The new substrate “bridges the void” between low-performance, low-cost GaN-on-silicon and high-performance, high-cost single crystal silicon carbide for GaN HEMT devices, the company claims. The work follows a couple of months after a European R&D program, HYPHEN, said it achieved “excellent” initial material characterization results for GaN on compound engineered substrates, in its three-year efforts to develop and evaluate new silicon and silicon carbide-based substrates for GaN-based RF devices.

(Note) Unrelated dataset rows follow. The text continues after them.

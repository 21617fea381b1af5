//! The sprout abstract syntax tree, along with the scope tables built while parsing it.

macro_rules! impl_spanned {
    ($($ty:ty),* $(,)?) => {
        $(
        impl sprout_tokens::spanned::Spanned for $ty {
            fn span(&self) -> sprout_tokens::spanned::Span {
                self.span
            }
        }
        )*
    };
}
pub(crate) use impl_spanned;

pub mod block;
pub mod expr;
pub mod items;
pub mod node;
pub mod scope;
pub mod statements;
pub mod symbol;
pub mod translation_unit;
pub mod tree;
pub mod visitor;
//! Macros for declaring visitor traits over a tree of types.

/// Creates a read-only visitor.
///
/// Each `visit` entry generates a free function `visit_<snake name>` holding the default walk,
/// and a trait method of the same name that delegates to it. Implementors override a method
/// and call the free function to keep walking into children.
///
/// # Example
/// ```
/// use sprout_visitor_gen::visit;
///
/// pub struct Leaf(pub u32);
/// pub struct Pair(pub Leaf, pub Leaf);
///
/// visit! {
///     pub trait Visitor {
///         pub visit(v, pair: &Pair) -> Result<()> {
///             v.visit_leaf(&pair.0)?;
///             v.visit_leaf(&pair.1)
///         }
///         pub visit(_v, _leaf: &Leaf) -> Result<()> {
///             Ok(())
///         }
///     }
/// }
///
/// struct Sum(u32);
///
/// impl Visitor for Sum {
///     type Err = ();
///
///     fn visit_leaf(&mut self, leaf: &Leaf) -> Result<(), ()> {
///         self.0 += leaf.0;
///         Ok(())
///     }
/// }
///
/// let mut sum = Sum(0);
/// sum.visit_pair(&Pair(Leaf(1), Leaf(2))).unwrap();
/// assert_eq!(sum.0, 3);
/// ```
#[macro_export]
macro_rules! visit {
    (
        $trait_vis:vis trait $id:ident {
            $($vis:vis visit ($visitor_id:ident, $visited_id:ident: &$visited:ident) -> Result<()> $block:block)+
        }
    ) => {
        $(
        $crate::__paste! {
            #[allow(unused_variables)]
            $vis fn [<visit_ $visited:snake>]<V : $id + ?Sized>($visitor_id: &mut V, $visited_id: &$visited) -> std::result::Result<(), V::Err> {
                $block
            }
        }
        )*

        $trait_vis trait $id {
            type Err;

            $(
            $crate::__paste! {
                fn [<visit_ $visited:snake>](&mut self, $visited_id: &$visited) -> std::result::Result<(), Self::Err> {
                    [<visit_ $visited:snake>](self, $visited_id)
                }
            }
            )*
        }
    };
}

#[doc(hidden)]
pub use paste::paste as __paste;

The SopSiC structure, engineered using Soitec’s Smart Cut layer transfer and bonding technology also used with silicon-on-insulator wafers, incorporates a bottom layer of polysiliconcarbide, an insulating buried oxide layer, and a high resistivity (1-1-1) silicon top layer. The top layer serves as the seed layer for GaN epitaxial growth through molecular-beam epitaxy (MBE) or metallic organic CVD (MOCVD) technology, while the bottom polysiliconcarbide layer is designed to evacuate the heat generated by high-power HEMT devices.

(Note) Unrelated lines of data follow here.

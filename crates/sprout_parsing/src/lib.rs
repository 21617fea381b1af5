//! Lexing, parsing and name resolution for sprout.
//!
//! Source text is turned into a [TokenStream] by the [lexer], then into a checked
//! [TranslationUnit] by the [parser] in a single forward pass.

use sprout_ast::translation_unit::TranslationUnit;
use sprout_tokens::token::TokenStream;

pub mod lexer;
pub mod parser;
pub mod report;

pub use parser::{parse, ErrorCategory, ErrorKind, SyntaxError, SyntaxResult};

/// Tokenizes and parses source text
pub fn parse_source(source: &str) -> SyntaxResult<TranslationUnit> {
    let tokens: TokenStream = lexer::tokenize(source);
    parse(&tokens)
}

Picogiga says samples are now available for 3-in. and 4-in. diameter wafers, with a 6-in. (150mm) wafer currently in development — adding that larger wafer sizes standard for silicon are achievable, since the fabrication process isn’t limited by bulk SiC sizes.

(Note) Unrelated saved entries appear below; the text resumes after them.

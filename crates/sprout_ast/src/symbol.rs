//! Declared symbols

/// The kind of declaration a symbol came from
#[derive(Debug, Copy, Clone, PartialEq, Eq, Hash, strum::Display)]
#[strum(serialize_all = "lowercase")]
pub enum SymbolKind {
    Variable,
    Parameter,
    Function,
    Procedure,
}

impl SymbolKind {
    /// Whether a symbol of this kind can be the target of a call
    pub fn is_callable(&self) -> bool {
        matches!(self, SymbolKind::Function | SymbolKind::Procedure)
    }
}

/// The data types known to the language
#[derive(Debug, Copy, Clone, PartialEq, Eq, Hash, strum::Display)]
#[strum(serialize_all = "lowercase")]
pub enum DataType {
    Integer,
    Float,
    Character,
    Void,
}

/// A recorded declaration
#[derive(Debug, Clone, PartialEq, Eq)]
pub struct Symbol {
    pub name: String,
    pub kind: SymbolKind,
    pub ty: DataType,
    /// The line the symbol was declared on
    pub line: usize,
    /// Sequential storage slot within the declaring scope
    pub address: u32,
}

impl Symbol {
    pub fn new(
        name: impl Into<String>,
        kind: SymbolKind,
        ty: DataType,
        line: usize,
        address: u32,
    ) -> Self {
        Self {
            name: name.into(),
            kind,
            ty,
            line,
            address,
        }
    }
}
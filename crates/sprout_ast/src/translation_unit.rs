//! The result of a successful parse

use crate::items::{FunctionDecl, Program};
use crate::scope::{ArenaDump, ScopeArena, ScopeDump, ScopeId};
use crate::symbol::Symbol;

/// A checked program along with every scope created while parsing it.
///
/// `global` is the outermost scope; every function and procedure declaration refers to its own
/// scope within `scopes`.
#[derive(Debug)]
pub struct TranslationUnit {
    pub program: Program,
    pub scopes: ScopeArena,
    pub global: ScopeId,
}

impl TranslationUnit {
    pub fn new(program: Program, scopes: ScopeArena, global: ScopeId) -> Self {
        Self {
            program,
            scopes,
            global,
        }
    }

    /// Finds a function or procedure declaration by name
    pub fn function(&self, name: &str) -> Option<&FunctionDecl> {
        self.program.functions().find(|f| f.name == name)
    }

    /// Looks up a symbol declared in the global scope
    pub fn global_symbol(&self, name: &str) -> Option<&Symbol> {
        self.scopes.lookup_local(self.global, name)
    }

    /// Looks up a symbol visible from within the named function's body
    pub fn function_symbol(&self, function: &str, name: &str) -> Option<&Symbol> {
        let function = self.function(function)?;
        self.scopes.lookup(function.scope, name)
    }

    /// Dumps the global scope
    pub fn symbol_dump(&self) -> ScopeDump<'_> {
        self.scopes.dump(self.global)
    }

    /// Dumps every scope, the global scope first
    pub fn full_symbol_dump(&self) -> ArenaDump<'_> {
        self.scopes.dump_all()
    }
}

“While GaN on both silicon and silicon carbide is part of our existing epiwafer product line for high-power applications, SopSiC gives our customers a significantly better performing solution than silicon — and a considerably less expensive solution than SiC,” said Jean-Luc Ledys, COO of Picogiga, in a statement.
In 2005 the HYPHEN project, which includes Picogiga as well as other European academic and R&D consortia participants, compared GaN on bulk silicon and GaN on bulk SiC with GaN grown on two composite engineered substrates, SopSiC and SiC on polycrystalline SiC (SiCopSiC). Examined with MOCVD and MBE techniques, the GaN-composite substrate materials showed critical performance factors (e.g. crystal quality, mobility, and surface morphology) that equaled or exceeded current materials.
The results also suggested the composite substrates were better attuned to pilot production yields and repeatability. Preliminary results showed epitaxy of GaN HEMT on SopSiC composite substrates were more reliable than on conventional silicon substrates, in addition to being cheaper and better suited to high volumes for frequency scale of <10GHz.